Up to now I considered a system in overload, i.e., that more jobs arrive than can be served. Like this, it is simple to see the benefits of CONWIP. What happens in the more natural situation, in which the stations have slightly higher capacity than the rate at which jobs arrive.

n = 200
a0 = poisson.rvs(8.5, size = n)
C1 = poisson.rvs(10, size = n)
C2 = poisson.rvs(9, size = n)

d2, Q0, Q1, Q2 = simulator(a0, C1, C2, W)

plt.plot(Q0, label="Q0")
plt.plot(Q1, label="Q1")
plt.plot(Q2, label="Q2")
plt.plot(Q1+Q2, label="Q1+Q2")
plt.legend(loc=2)
../../_images/conwip_figure8_1.png

This is interesting: in periods of high load, the queue at the orderbook builds up, and in such periods nearly all jobs on the floor build up at the queue in front of station 2. Thus, we see the behavior we like to see.

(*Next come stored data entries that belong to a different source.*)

use glam::DVec3;

use super::camera::Ray;
use super::geometry::tangent_basis;
use super::location::Category;

/// Handle into the scene's mesh arena.
#[derive(Clone, Copy, Debug, PartialEq, Eq, Hash)]
pub struct MeshId(u32);

/// Marker primitive shapes.
#[derive(Clone, Debug)]
pub enum Shape {
    /// Small sphere at `center`
    Dot { center: DVec3, radius: f64 },
    /// Flat annulus at `center` facing the globe center. `outline` holds the
    /// outer edge vertices, precomputed once per marker.
    Ring {
        center: DVec3,
        inner: f64,
        outer: f64,
        outline: Vec<DVec3>,
    },
}

impl Shape {
    pub fn center(&self) -> DVec3 {
        match self {
            Shape::Dot { center, .. } | Shape::Ring { center, .. } => *center,
        }
    }

    /// Build a ring centered at `center` facing the origin.
    pub fn ring(center: DVec3, inner: f64, outer: f64, segments: usize) -> Self {
        let (u, v) = tangent_basis(center);
        let segments = segments.max(3);
        let outline = (0..segments)
            .map(|i| {
                let a = i as f64 / segments as f64 * std::f64::consts::TAU;
                center + (u * a.cos() + v * a.sin()) * outer
            })
            .collect();
        Shape::Ring {
            center,
            inner,
            outer,
            outline,
        }
    }

    /// Distance along the ray to the first intersection, in local space.
    pub fn intersect(&self, ray: &Ray) -> Option<f64> {
        match self {
            Shape::Dot { center, radius } => ray_sphere(ray, *center, *radius),
            Shape::Ring {
                center, inner, outer, ..
            } => {
                let normal = center.normalize();
                let denom = ray.dir.dot(normal);
                if denom.abs() < 1e-12 {
                    return None;
                }
                let t = (*center - ray.origin).dot(normal) / denom;
                if t < 0.0 {
                    return None;
                }
                let r = (ray.at(t) - *center).length();
                (r >= *inner && r <= *outer).then_some(t)
            }
        }
    }
}

/// Nearest non-negative hit of a ray on a sphere.
fn ray_sphere(ray: &Ray, center: DVec3, radius: f64) -> Option<f64> {
    let oc = ray.origin - center;
    let b = oc.dot(ray.dir);
    let c = oc.length_squared() - radius * radius;
    let disc = b * b - c;
    if disc < 0.0 {
        return None;
    }
    let sq = disc.sqrt();
    let t0 = -b - sq;
    let t1 = -b + sq;
    if t0 >= 0.0 {
        Some(t0)
    } else if t1 >= 0.0 {
        Some(t1)
    } else {
        None
    }
}

/// Marker material. Colors are derived from category and display mode at
/// draw time, so recoloring never touches geometry.
#[derive(Clone, Copy, Debug, PartialEq)]
pub struct Material {
    pub category: Category,
    pub dark_mode: bool,
}

/// A marker primitive tagged with the location it represents.
#[derive(Clone, Debug)]
pub struct Mesh {
    pub shape: Shape,
    pub material: Material,
    pub location_id: u32,
}

/// A nearest-hit result from a pick.
#[derive(Clone, Copy, Debug, PartialEq)]
pub struct Hit {
    pub mesh: MeshId,
    pub location_id: u32,
    pub distance: f64,
}

/// Arena of marker meshes. Slots are released eagerly through `dispose_all`;
/// nothing is reclaimed implicitly.
#[derive(Default)]
pub struct MarkerGroup {
    slots: Vec<Option<Mesh>>,
    free: Vec<u32>,
    /// Insertion order of live meshes
    order: Vec<MeshId>,
}

impl MarkerGroup {
    pub fn new() -> Self {
        Self::default()
    }

    pub fn add(&mut self, mesh: Mesh) -> MeshId {
        let id = match self.free.pop() {
            Some(idx) => {
                self.slots[idx as usize] = Some(mesh);
                MeshId(idx)
            }
            None => {
                self.slots.push(Some(mesh));
                MeshId(self.slots.len() as u32 - 1)
            }
        };
        self.order.push(id);
        id
    }

    fn get(&self, id: MeshId) -> Option<&Mesh> {
        self.slots.get(id.0 as usize).and_then(Option::as_ref)
    }

    /// Release every mesh, returning how many were live.
    pub fn dispose_all(&mut self) -> usize {
        let n = self.order.len();
        for id in std::mem::take(&mut self.order) {
            if let Some(slot) = self.slots.get_mut(id.0 as usize) {
                *slot = None;
                self.free.push(id.0);
            }
        }
        n
    }

    pub fn live_count(&self) -> usize {
        self.order.len()
    }

    /// Arena capacity; stays bounded across rebuilds because slots are reused.
    pub fn capacity(&self) -> usize {
        self.slots.len()
    }

    pub fn iter(&self) -> impl Iterator<Item = (MeshId, &Mesh)> + '_ {
        self.order
            .iter()
            .filter_map(move |id| self.get(*id).map(|m| (*id, m)))
    }

    /// Recolor in place; positions are untouched.
    pub fn set_dark_mode(&mut self, dark_mode: bool) {
        for mesh in self.slots.iter_mut().flatten() {
            mesh.material.dark_mode = dark_mode;
        }
    }

    /// Nearest mesh hit by a ray given in the group's local space.
    pub fn pick(&self, ray: &Ray) -> Option<Hit> {
        let mut best: Option<Hit> = None;
        for (id, mesh) in self.iter() {
            let Some(t) = mesh.shape.intersect(ray) else {
                continue;
            };
            if best.map_or(true, |b| t < b.distance) {
                best = Some(Hit {
                    mesh: id,
                    location_id: mesh.location_id,
                    distance: t,
                });
            }
        }
        best
    }
}

#[cfg(test)]
mod tests {
    use super::*;

    fn material() -> Material {
        Material {
            category: Category::Sales,
            dark_mode: false,
        }
    }

    fn dot(center: DVec3, location_id: u32) -> Mesh {
        Mesh {
            shape: Shape::Dot { center, radius: 0.03 },
            material: material(),
            location_id,
        }
    }

    fn ray_down_z() -> Ray {
        Ray {
            origin: DVec3::new(0.0, 0.0, 3.0),
            dir: DVec3::NEG_Z,
        }
    }

    #[test]
    fn test_pick_nearest_dot() {
        let mut group = MarkerGroup::new();
        group.add(dot(DVec3::new(0.0, 0.0, -1.02), 7));
        group.add(dot(DVec3::new(0.0, 0.0, 1.02), 9));
        let hit = group.pick(&ray_down_z()).unwrap();
        assert_eq!(hit.location_id, 9);
        assert!((hit.distance - (3.0 - 1.02 - 0.03)).abs() < 1e-9);
    }

    #[test]
    fn test_pick_miss_returns_none() {
        let mut group = MarkerGroup::new();
        group.add(dot(DVec3::new(0.5, 0.5, 0.7), 1));
        assert!(group.pick(&ray_down_z()).is_none());
    }

    #[test]
    fn test_ring_hit_only_inside_annulus() {
        let center = DVec3::new(0.0, 0.0, 1.02);
        let ring = Shape::ring(center, 0.035, 0.045, 32);
        // Through the hole
        assert!(ring.intersect(&ray_down_z()).is_none());
        // Through the band
        let ray = Ray {
            origin: DVec3::new(0.04, 0.0, 3.0),
            dir: DVec3::NEG_Z,
        };
        let t = ring.intersect(&ray).unwrap();
        assert!((t - (3.0 - 1.02)).abs() < 1e-9);
        // Outside
        let ray = Ray {
            origin: DVec3::new(0.06, 0.0, 3.0),
            dir: DVec3::NEG_Z,
        };
        assert!(ring.intersect(&ray).is_none());
    }

    #[test]
    fn test_ring_outline_lies_on_outer_edge() {
        let center = DVec3::new(0.3, 0.8, 0.5).normalize() * 1.02;
        if let Shape::Ring { outline, .. } = Shape::ring(center, 0.035, 0.045, 32) {
            assert_eq!(outline.len(), 32);
            for p in outline {
                assert!(((p - center).length() - 0.045).abs() < 1e-9);
                assert!((p - center).dot(center).abs() < 1e-9);
            }
        } else {
            panic!("expected ring");
        }
    }

    #[test]
    fn test_dispose_reuses_slots() {
        let mut group = MarkerGroup::new();
        for round in 0..10 {
            group.dispose_all();
            for i in 0..5 {
                group.add(dot(DVec3::X * 1.02, round * 10 + i));
            }
        }
        assert_eq!(group.live_count(), 5);
        assert_eq!(group.capacity(), 5);
    }

    #[test]
    fn test_set_dark_mode_keeps_positions() {
        let mut group = MarkerGroup::new();
        let id = group.add(dot(DVec3::new(0.1, 0.2, 0.9), 1));
        group.set_dark_mode(true);
        let mesh = group.get(id).unwrap();
        assert!(mesh.material.dark_mode);
        assert_eq!(mesh.shape.center(), DVec3::new(0.1, 0.2, 0.9));
    }
}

Investing in non-bottleneck capacity

One of the interesting claims in Chapter 10 of Factory Physics is that it may be advantageous to invest in increasing the capacity of non-bottleneck stations. Of course, if extending non-bottleneck capacity is just as expensive as bottleneck capacity, it is best to increase the capacity of the bottleneck. If, however, non-bottleneck capacity is much cheaper, it may pay off to invest in non-bottlenecks. Even though some people may have doubts about this, the simulations below show this point clearly.

In the first scenario, the capacity of both stations is nearly the same, the second is the bottleneck, and both perform close to the arrival rate.

W = 30

n = 20000
a0 = poisson.rvs(8.8, size = n)
C1 = poisson.rvs(10, size = n)
C2 = poisson.rvs(9, size = n)

d2, Q0, Q1, Q2 = simulator(a0, C1, C2, W)

plt.plot(Q0, label="Q0")
plt.plot(Q1, label="Q1")
plt.plot(Q2, label="Q2")
plt.plot(Q1+Q2, label="Q1+Q2")
plt.legend(loc=2)
../../_images/conwip_figure9_1.png

And the throughput is

print(d2.mean())
8.7528

Now we increase the production rate of, the non-bottleneck, station 1 from 10 to 20.

C1 = poisson.rvs(20, size = n)

d2, Q0, Q1, Q2 = simulator(a0, C1, C2, W)

plt.plot(Q0, label="Q0")
plt.plot(Q1, label="Q1")
plt.plot(Q2, label="Q2")
plt.plot(Q1+Q2, label="Q1+Q2")
plt.legend(loc=2)
../../_images/conwip_figure11_1.png

And the throughput is

print(d2.mean())
8.7787

The difference in queueing behavior is quite dramatic. In the first case, the queue in the order book becomes really large, while in the second case it is much smaller.

Interestingly, the throughputs are nearly the same in both cases. This is according to expectation, since the conwip level \(W\) is quite large, i.e., \(W=30\). Further experimentation shows that when \(W=20\) the network is unstable, even when the capacity of the first station is quite large, i.e., \(C = 20\).

A network of four stations

Suppose now that we have 5 stations in tandem and that station 2 is the bottleneck. I claim that stations 3, 4 and 5 need not be part of the conwip loop. Lets see whether I am right.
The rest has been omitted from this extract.